Segment Open

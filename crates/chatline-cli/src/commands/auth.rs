//! Account handlers: register, login, logout, whoami

use std::io::{self, Write};

use anyhow::{bail, Context, Result};

use chatline_core::{ApiClient, ApiError, Config, Registration, Session};

use crate::output::Output;

/// Exchange credentials for a token and store the session
pub async fn login(
    config: &Config,
    email: String,
    password: Option<String>,
    output: &Output,
) -> Result<()> {
    let password = match password {
        Some(password) => password,
        None => prompt_password()?,
    };
    if password.is_empty() {
        bail!("Password must not be empty");
    }

    let client = ApiClient::new(config, None)?;
    let response = match client.login(&email, &password).await {
        Ok(response) => response,
        Err(e) if e.is_unauthorized() || matches!(e, ApiError::Status { status: 400, .. }) => {
            bail!("Login failed: invalid email or password");
        }
        Err(e) => return Err(e).context("Login failed"),
    };

    // Older servers omit the user from the login response
    let user = match response.user {
        Some(user) => user,
        None => ApiClient::new(config, Some(response.token.clone()))?
            .current_user()
            .await
            .context("Signed in, but failed to load the current user")?,
    };

    let session = Session::new(response.token, user);
    session.save(&config.session_path())?;

    if output.is_json() {
        println!(
            "{}",
            serde_json::json!({
                "status": "success",
                "user": session.user()
            })
        );
    } else {
        output.success(&format!("Signed in as {}", session.display_name()));
    }

    Ok(())
}

/// Create an account, then sign in with it
pub async fn register(
    config: &Config,
    email: String,
    first_name: String,
    last_name: String,
    password: Option<String>,
    output: &Output,
) -> Result<()> {
    let password = match password {
        Some(password) => password,
        None => prompt_password()?,
    };
    let registration = new_registration(email, first_name, last_name, password)?;

    let client = ApiClient::new(config, None)?;
    let user = match client.register(&registration).await {
        Ok(user) => user,
        Err(ApiError::Status { status: 400, .. }) => {
            bail!("Registration failed: the server rejected these details (is the email taken?)");
        }
        Err(e) => return Err(e).context("Registration failed"),
    };
    output.success(&format!("Registered {}", user.display_name()));

    login(
        config,
        registration.email,
        Some(registration.password),
        output,
    )
    .await
}

fn new_registration(
    email: String,
    first_name: String,
    last_name: String,
    password: String,
) -> Result<Registration> {
    let email = email.trim().to_string();
    if !email.contains('@') {
        bail!("'{}' is not an email address", email);
    }
    if password.is_empty() {
        bail!("Password must not be empty");
    }
    Ok(Registration {
        email,
        password,
        first_name: first_name.trim().to_string(),
        last_name: last_name.trim().to_string(),
    })
}

/// Remove the stored session
pub fn logout(config: &Config, output: &Output) -> Result<()> {
    Session::logout(&config.session_path())?;
    output.success("Signed out");
    Ok(())
}

/// Show the signed-in user
pub fn whoami(session: &Session, output: &Output) -> Result<()> {
    match session.user() {
        Some(user) => {
            output.print_user(user);
            Ok(())
        }
        None => bail!("Not signed in. Run `chatline login <email>` first."),
    }
}

fn prompt_password() -> Result<String> {
    print!("Password: ");
    io::stdout().flush()?;

    let mut input = String::new();
    io::stdin().read_line(&mut input)?;
    Ok(input.trim_end_matches(['\r', '\n']).to_string())
}

#[cfg(test)]
mod tests {
    use super::*;

    #[test]
    fn test_new_registration() {
        let registration = new_registration(
            " ada@example.com ".to_string(),
            "Ada ".to_string(),
            String::new(),
            "secret".to_string(),
        )
        .unwrap();
        assert_eq!(registration.email, "ada@example.com");
        assert_eq!(registration.first_name, "Ada");
        assert!(registration.last_name.is_empty());
    }

    #[test]
    fn test_new_registration_rejects_bad_input() {
        let err = new_registration(
            "ada".to_string(),
            String::new(),
            String::new(),
            "secret".to_string(),
        )
        .unwrap_err();
        assert!(err.to_string().contains("not an email"));

        assert!(new_registration(
            "ada@example.com".to_string(),
            String::new(),
            String::new(),
            String::new(),
        )
        .is_err());
    }
}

Segment Closed

§ **To do**
Repeat exactly, please, each line from the beginning of the data through the line with "use crate::output::Output;" in it, and only those lines.

§ **Response box**
filename crates/chatline-cli/src/commands/auth.rs
//! Account handlers: register, login, logout, whoami

use std::io::{self, Write};

use anyhow::{bail, Context, Result};

use chatline_core::{ApiClient, ApiError, Config, Registration, Session};

use crate::output::Output;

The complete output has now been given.